If the job was to present these resident artists as a community of humans, then Gordon-Wallace succeeded where all of his predecessors failed. It feels whole rather than fragmented, and that’s probably the best thing you can say about a large group show.

And I want to review the show with that in mind, to avoid creating yet another list by pointing out winners and losers among the people and objects that make it up. It is better to experience this release as a big gesture rather than 30 separate parts. I say this rhythm bounces you from ephemeral digital offerings to hard ceramics, from murals to mobiles to collages, from shy historical references to urgent rants on contemporary political and social issues.
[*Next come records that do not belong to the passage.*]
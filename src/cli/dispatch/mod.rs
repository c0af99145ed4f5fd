use crate::cli::actions::{server::Args, Action};
use anyhow::{Context, Result};
use secrecy::SecretString;

/// # Errors
/// Returns an error if required arguments are missing or inconsistent.
pub fn handler(matches: &clap::ArgMatches) -> Result<Action> {
    let port = matches.get_one::<u16>("port").copied().unwrap_or(8080);
    let dsn = matches
        .get_one::<String>("dsn")
        .cloned()
        .context("missing required argument: --dsn")?;
    let database = matches
        .get_one::<String>("database")
        .cloned()
        .unwrap_or_else(|| "retrovi".to_string());
    let jwt_secret = matches
        .get_one::<String>("jwt-secret")
        .cloned()
        .map(SecretString::from)
        .context("missing required argument: --jwt-secret")?;
    let production = matches.get_flag("production");
    let frontend_origins: Vec<String> = matches
        .get_many::<String>("frontend-origin")
        .map(|origins| origins.cloned().collect())
        .unwrap_or_default();
    let session_ttl_seconds = matches
        .get_one::<u64>("session-ttl-seconds")
        .copied()
        .unwrap_or(3600);

    Ok(Action::Server(Args {
        port,
        dsn,
        database,
        jwt_secret,
        production,
        frontend_origins,
        session_ttl_seconds,
    }))
}

#[cfg(test)]
mod tests {
    use super::*;
    use crate::cli::commands;
    use secrecy::ExposeSecret;

    #[test]
    fn test_handler_builds_server_action() {
        let matches = commands::new().get_matches_from(vec![
            "retrovi",
            "--dsn",
            "mongodb://localhost:27017",
            "--jwt-secret",
            "sekreto",
            "--production",
        ]);

        let Ok(Action::Server(args)) = handler(&matches) else {
            panic!("expected a server action");
        };
        assert_eq!(args.port, 8080);
        assert_eq!(args.dsn, "mongodb://localhost:27017");
        assert_eq!(args.database, "retrovi");
        assert_eq!(args.jwt_secret.expose_secret(), "sekreto");
        assert!(args.production);
        assert_eq!(args.frontend_origins, vec!["http://localhost:5173"]);
        assert_eq!(args.session_ttl_seconds, 3600);
    }
}
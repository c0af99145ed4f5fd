use anyhow::Result;
use retrovi::cli::start;

#[tokio::main]
async fn main() -> Result<()> {
    let action = start()?;

    action.execute().await?;

    Ok(())
}
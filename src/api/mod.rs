use crate::api::handlers::{
    auth::{session, AuthConfig, AuthState},
    health, items, recovered, root,
};
use anyhow::{anyhow, Context, Result};
use axum::{
    body::Body,
    extract::MatchedPath,
    http::{header::CONTENT_TYPE, HeaderName, HeaderValue, Method, Request},
    routing::{get, post},
    Extension, Router,
};
use mongodb::{Client, Database};
use std::sync::Arc;
use tokio::net::TcpListener;
use tower::ServiceBuilder;
use tower_http::{
    cors::{AllowOrigin, CorsLayer},
    request_id::PropagateRequestIdLayer,
    set_header::SetRequestHeaderLayer,
    trace::TraceLayer,
};
use tracing::{info, info_span, Span};
use ulid::Ulid;
use url::Url;

pub mod handlers;
mod openapi;

pub use openapi::openapi;

/// Start the server
/// # Errors
/// Return error if the database client cannot be built or the listener fails
pub async fn new(
    port: u16,
    dsn: &str,
    database: &str,
    auth_config: AuthConfig,
    frontend_origins: &[String],
) -> Result<()> {
    // The client manages its own connection pool and is shared process-wide.
    let client = Client::with_uri_str(dsn)
        .await
        .context("Failed to build database client")?;
    let db = client.database(database);

    let auth_state = Arc::new(AuthState::new(auth_config));

    let app = app(db, auth_state, frontend_origins)?;

    let listener = TcpListener::bind(format!("::0:{port}")).await?;

    info!("Listening on [::]:{}", port);

    axum::serve(listener, app.into_make_service()).await?;

    Ok(())
}

/// Build the application router with the full middleware stack.
///
/// # Errors
/// Returns an error if an allowed origin cannot be parsed.
pub fn app(
    db: Database,
    auth_state: Arc<AuthState>,
    frontend_origins: &[String],
) -> Result<Router> {
    let cors = CorsLayer::new()
        .allow_headers([CONTENT_TYPE])
        .allow_methods([Method::GET, Method::POST])
        .allow_origin(AllowOrigin::list(allowed_origins(frontend_origins)?))
        .allow_credentials(true);

    let router = Router::new()
        .route("/", get(root::welcome))
        .route("/health", get(health::health))
        .route("/openapi.json", get(openapi::serve))
        .route("/jwt", post(session::issue))
        .route("/logout", post(session::logout))
        .route("/totalData", get(items::total_data))
        .route("/allItems", post(items::all_items))
        .route("/countTotalItems", get(items::count_total_items))
        .route("/allLostAndFountItems", get(items::browse))
        .route("/items/:id", post(items::item_by_id))
        .route("/myItems", post(items::my_items))
        .route("/addItems", post(items::add_item))
        .route("/updateItems/:id", post(items::update_item))
        .route("/updateStatus/:id", post(items::update_status))
        .route("/deleteItem/:id", post(items::delete_item))
        .route("/latestItems", post(items::latest_items))
        .route("/search", post(items::search))
        .route("/recoveredItems", post(recovered::add_recovered))
        .route("/allRecovered", post(recovered::my_recovered))
        .layer(
            ServiceBuilder::new()
                .layer(SetRequestHeaderLayer::if_not_present(
                    HeaderName::from_static("x-request-id"),
                    |_req: &_| HeaderValue::from_str(Ulid::new().to_string().as_str()).ok(),
                ))
                .layer(PropagateRequestIdLayer::new(HeaderName::from_static(
                    "x-request-id",
                )))
                .layer(TraceLayer::new_for_http().make_span_with(make_span))
                .layer(cors)
                .layer(Extension(auth_state))
                .layer(Extension(db)),
        );

    Ok(router)
}

fn make_span(request: &Request<Body>) -> Span {
    let request_id = request
        .headers()
        .get("x-request-id")
        .and_then(|val| val.to_str().ok())
        .unwrap_or("none");
    let matched_path = request
        .extensions()
        .get::<MatchedPath>()
        .map_or_else(|| request.uri().path(), MatchedPath::as_str);

    info_span!(
        "http.request",
        http.method = %request.method(),
        http.route = matched_path,
        request_id
    )
}

fn allowed_origins(frontend_origins: &[String]) -> Result<Vec<HeaderValue>> {
    frontend_origins
        .iter()
        .map(|origin| origin_value(origin))
        .collect()
}

fn origin_value(frontend_origin: &str) -> Result<HeaderValue> {
    let parsed = Url::parse(frontend_origin)
        .with_context(|| format!("Invalid frontend origin: {frontend_origin}"))?;
    let host = parsed
        .host_str()
        .ok_or_else(|| anyhow!("Frontend origin must include a valid host: {frontend_origin}"))?;
    let port = parsed
        .port()
        .map_or_else(String::new, |port| format!(":{port}"));
    let origin = format!("{}://{}{}", parsed.scheme(), host, port);
    HeaderValue::from_str(&origin).context("Failed to build allowed origin header")
}

#[cfg(test)]
mod tests {
    use super::*;

    #[test]
    fn origin_value_normalizes_trailing_slash() {
        let value = origin_value("http://localhost:5173/").ok();
        assert_eq!(
            value.as_ref().and_then(|v| v.to_str().ok()),
            Some("http://localhost:5173")
        );
    }

    #[test]
    fn origin_value_rejects_garbage() {
        assert!(origin_value("not a url").is_err());
    }

    #[test]
    fn allowed_origins_collects_all() {
        let origins = vec![
            "http://localhost:5173".to_string(),
            "https://retrovi.example.test".to_string(),
        ];
        let values = allowed_origins(&origins).unwrap_or_default();
        assert_eq!(values.len(), 2);
    }
}
//! Wire-compatible driver results and document forwarding.
//!
//! The previous deployment exposed the Node driver's result objects directly,
//! so clients expect `insertedId`/`matchedCount`-style fields, ObjectIds as
//! 24-char hex strings, and dates as RFC 3339 strings. These types pin that
//! shape independently of how the Rust driver serializes its own results.

use mongodb::bson::{Bson, Document};
use mongodb::results::{DeleteResult, InsertOneResult, UpdateResult};
use serde::Serialize;
use serde_json::Value;
use utoipa::ToSchema;

#[derive(Debug, Serialize, ToSchema)]
#[serde(rename_all = "camelCase")]
pub struct InsertResponse {
    pub acknowledged: bool,
    pub inserted_id: Option<String>,
}

impl InsertResponse {
    fn acknowledged(inserted_id: Bson) -> Self {
        Self {
            acknowledged: true,
            inserted_id: id_string(inserted_id),
        }
    }
}

impl From<InsertOneResult> for InsertResponse {
    fn from(result: InsertOneResult) -> Self {
        Self::acknowledged(result.inserted_id)
    }
}

#[derive(Debug, Serialize, ToSchema)]
#[serde(rename_all = "camelCase")]
pub struct UpdateResponse {
    pub acknowledged: bool,
    pub matched_count: u64,
    pub modified_count: u64,
    pub upserted_count: u64,
    pub upserted_id: Option<String>,
}

impl UpdateResponse {
    /// The all-zero marker returned when a state transition does not apply.
    #[must_use]
    pub fn noop() -> Self {
        Self {
            acknowledged: false,
            matched_count: 0,
            modified_count: 0,
            upserted_count: 0,
            upserted_id: None,
        }
    }

    fn applied(matched_count: u64, modified_count: u64, upserted_id: Option<Bson>) -> Self {
        let upserted_id = upserted_id.and_then(id_string);
        Self {
            acknowledged: true,
            matched_count,
            modified_count,
            upserted_count: u64::from(upserted_id.is_some()),
            upserted_id,
        }
    }
}

impl From<UpdateResult> for UpdateResponse {
    fn from(result: UpdateResult) -> Self {
        Self::applied(
            result.matched_count,
            result.modified_count,
            result.upserted_id,
        )
    }
}

#[derive(Debug, Serialize, ToSchema)]
#[serde(rename_all = "camelCase")]
pub struct DeleteResponse {
    pub acknowledged: bool,
    pub deleted_count: u64,
}

impl DeleteResponse {
    fn acknowledged(deleted_count: u64) -> Self {
        Self {
            acknowledged: true,
            deleted_count,
        }
    }
}

impl From<DeleteResult> for DeleteResponse {
    fn from(result: DeleteResult) -> Self {
        Self::acknowledged(result.deleted_count)
    }
}

fn id_string(id: Bson) -> Option<String> {
    match id {
        Bson::ObjectId(oid) => Some(oid.to_hex()),
        Bson::String(value) => Some(value),
        Bson::Null => None,
        other => Some(other.to_string()),
    }
}

/// Forward a stored document as plain JSON.
#[must_use]
pub fn document_json(document: Document) -> Value {
    Value::Object(
        document
            .into_iter()
            .map(|(key, value)| (key, bson_json(value)))
            .collect(),
    )
}

/// Forward a result set as a plain JSON array.
#[must_use]
pub fn documents_json(documents: Vec<Document>) -> Value {
    Value::Array(
        documents
            .into_iter()
            .map(Bson::Document)
            .map(bson_json)
            .collect(),
    )
}

fn bson_json(value: Bson) -> Value {
    match value {
        Bson::ObjectId(oid) => Value::String(oid.to_hex()),
        Bson::DateTime(datetime) => datetime
            .try_to_rfc3339_string()
            .map(Value::String)
            .unwrap_or(Value::Null),
        Bson::Document(document) => document_json(document),
        Bson::Array(items) => Value::Array(items.into_iter().map(bson_json).collect()),
        other => other.into_relaxed_extjson(),
    }
}

#[cfg(test)]
mod tests {
    use super::*;
    use mongodb::bson::{doc, oid::ObjectId, DateTime};

    #[test]
    fn document_json_flattens_object_ids_and_dates() {
        let oid = ObjectId::new();
        let document = doc! {
            "_id": oid,
            "title": "Black bag",
            "date": DateTime::from_millis(1_710_460_800_000),
            "tags": [oid],
            "owner": { "_id": oid },
        };

        let json = document_json(document);

        assert_eq!(json["_id"], Value::String(oid.to_hex()));
        assert_eq!(json["title"], Value::String("Black bag".to_string()));
        assert_eq!(
            json["date"],
            Value::String("2024-03-15T00:00:00Z".to_string())
        );
        assert_eq!(json["tags"][0], Value::String(oid.to_hex()));
        assert_eq!(json["owner"]["_id"], Value::String(oid.to_hex()));
    }

    #[test]
    fn documents_json_builds_an_array() {
        let documents = vec![doc! {"n": 1}, doc! {"n": 2}];
        let json = documents_json(documents);

        assert_eq!(json[0]["n"], Value::from(1));
        assert_eq!(json[1]["n"], Value::from(2));
    }

    #[test]
    fn insert_response_serializes_hex_id() {
        let oid = ObjectId::new();
        let response = InsertResponse::acknowledged(Bson::ObjectId(oid));

        let json = serde_json::to_value(&response).unwrap_or_default();
        assert_eq!(json["acknowledged"], Value::Bool(true));
        assert_eq!(json["insertedId"], Value::String(oid.to_hex()));
    }

    #[test]
    fn update_response_noop_marker_is_all_zero() {
        let json = serde_json::to_value(UpdateResponse::noop()).unwrap_or_default();

        assert_eq!(json["acknowledged"], Value::Bool(false));
        assert_eq!(json["matchedCount"], Value::from(0));
        assert_eq!(json["modifiedCount"], Value::from(0));
        assert_eq!(json["upsertedCount"], Value::from(0));
        assert_eq!(json["upsertedId"], Value::Null);
    }

    #[test]
    fn update_response_counts_upserts() {
        let oid = ObjectId::new();
        let response = UpdateResponse::applied(0, 0, Some(Bson::ObjectId(oid)));

        assert_eq!(response.upserted_count, 1);
        assert_eq!(response.upserted_id, Some(oid.to_hex()));

        let response = UpdateResponse::applied(1, 1, None);
        assert_eq!(response.upserted_count, 0);
        assert_eq!(response.upserted_id, None);
    }

    #[test]
    fn delete_response_counts() {
        let response = DeleteResponse::acknowledged(1);
        assert!(response.acknowledged);
        assert_eq!(response.deleted_count, 1);
    }
}
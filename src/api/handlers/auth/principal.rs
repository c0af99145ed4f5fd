//! Verified identity extraction and the ownership check.
//!
//! Flow Overview: read the session cookie, verify it against the shared
//! secret, and return a principal that downstream handlers can trust. The
//! ownership check compares that principal against the `email` a request
//! body claims to act for; it has no authentication capability of its own.

use axum::{
    http::{HeaderMap, StatusCode},
    response::{IntoResponse, Response},
    Json,
};
use serde::Deserialize;
use serde_json::json;
use tracing::debug;
use utoipa::ToSchema;

use super::{session::extract_session_token, state::AuthState, token};

/// Authenticated caller context derived from the session cookie.
#[derive(Clone, Debug)]
pub struct Principal {
    pub email: String,
}

/// Rejection shared by the verifier and the ownership check.
///
/// The wire shape is fixed: clients key off the 403 status and message.
#[derive(Debug)]
pub struct Unauthorized;

impl IntoResponse for Unauthorized {
    fn into_response(self) -> Response {
        (
            StatusCode::FORBIDDEN,
            Json(json!({ "message": "Unauthorized access" })),
        )
            .into_response()
    }
}

/// The `email` a request body claims to act for.
#[derive(Debug, Deserialize, ToSchema)]
pub struct OwnerClaim {
    pub email: Option<String>,
}

/// Resolve the session cookie into a principal, or reject with 403.
///
/// # Errors
///
/// Returns [`Unauthorized`] when the cookie is missing, malformed, carries a
/// bad signature, or is expired.
pub fn require_auth(headers: &HeaderMap, auth_state: &AuthState) -> Result<Principal, Unauthorized> {
    let token = extract_session_token(headers).ok_or(Unauthorized)?;

    match token::verify(auth_state.config().jwt_secret_bytes(), &token) {
        Ok(claims) => Ok(Principal {
            email: claims.email,
        }),
        Err(err) => {
            debug!("Session credential rejected: {err}");
            Err(Unauthorized)
        }
    }
}

/// Reject unless the claimed email matches the verified identity.
///
/// Assumes [`require_auth`] already ran; an absent claim fails closed.
///
/// # Errors
///
/// Returns [`Unauthorized`] on a missing or mismatched claim.
pub fn require_owner(principal: &Principal, claimed: Option<&str>) -> Result<(), Unauthorized> {
    match claimed {
        Some(email) if email == principal.email => Ok(()),
        _ => Err(Unauthorized),
    }
}

#[cfg(test)]
mod tests {
    use super::super::state::AuthConfig;
    use super::*;
    use axum::http::{header::COOKIE, HeaderValue};
    use secrecy::SecretString;

    fn auth_state() -> AuthState {
        AuthState::new(AuthConfig::new(SecretString::from("sekreto".to_string())))
    }

    fn cookie_headers(token: &str) -> HeaderMap {
        let mut headers = HeaderMap::new();
        let value = format!("retrovi_session={token}");
        headers.insert(COOKIE, HeaderValue::from_str(&value).unwrap_or_else(|_| {
            HeaderValue::from_static("retrovi_session=")
        }));
        headers
    }

    #[test]
    fn require_auth_accepts_fresh_credential() {
        let state = auth_state();
        let token = token::sign(b"sekreto", "a@x.com", 3600).ok();
        let token = token.unwrap_or_default();

        let principal = require_auth(&cookie_headers(&token), &state).ok();
        assert_eq!(principal.map(|p| p.email), Some("a@x.com".to_string()));
    }

    #[test]
    fn require_auth_rejects_missing_cookie() {
        let state = auth_state();
        assert!(require_auth(&HeaderMap::new(), &state).is_err());
    }

    #[test]
    fn require_auth_rejects_foreign_signature() {
        let state = auth_state();
        let token = token::sign(b"someone-else", "a@x.com", 3600).ok();
        let token = token.unwrap_or_default();

        assert!(require_auth(&cookie_headers(&token), &state).is_err());
    }

    #[test]
    fn require_owner_matches_identity() {
        let principal = Principal {
            email: "a@x.com".to_string(),
        };

        assert!(require_owner(&principal, Some("a@x.com")).is_ok());
        assert!(require_owner(&principal, Some("b@x.com")).is_err());
        assert!(require_owner(&principal, None).is_err());
    }

    #[test]
    fn unauthorized_response_shape() {
        let response = Unauthorized.into_response();
        assert_eq!(response.status(), StatusCode::FORBIDDEN);
    }
}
It’s all in there.

Visitors will still see the stars of tomorrow, if that’s what they’re looking for, but they’ll also get a broader view of the type of art that is being done today. This show reflects well the variety of interests and creative strategies that propel enterprising artists at this time.

Also, due to the times, it may be useful to point out that RedLine is a large space, with high ceilings and plenty of room to breathe. As you go through the galleries, it looks like a loft and walks lightly, especially on weekdays. So, anyone looking to maintain a safe distance from others during the current pandemic might find a comfortable place to admire art.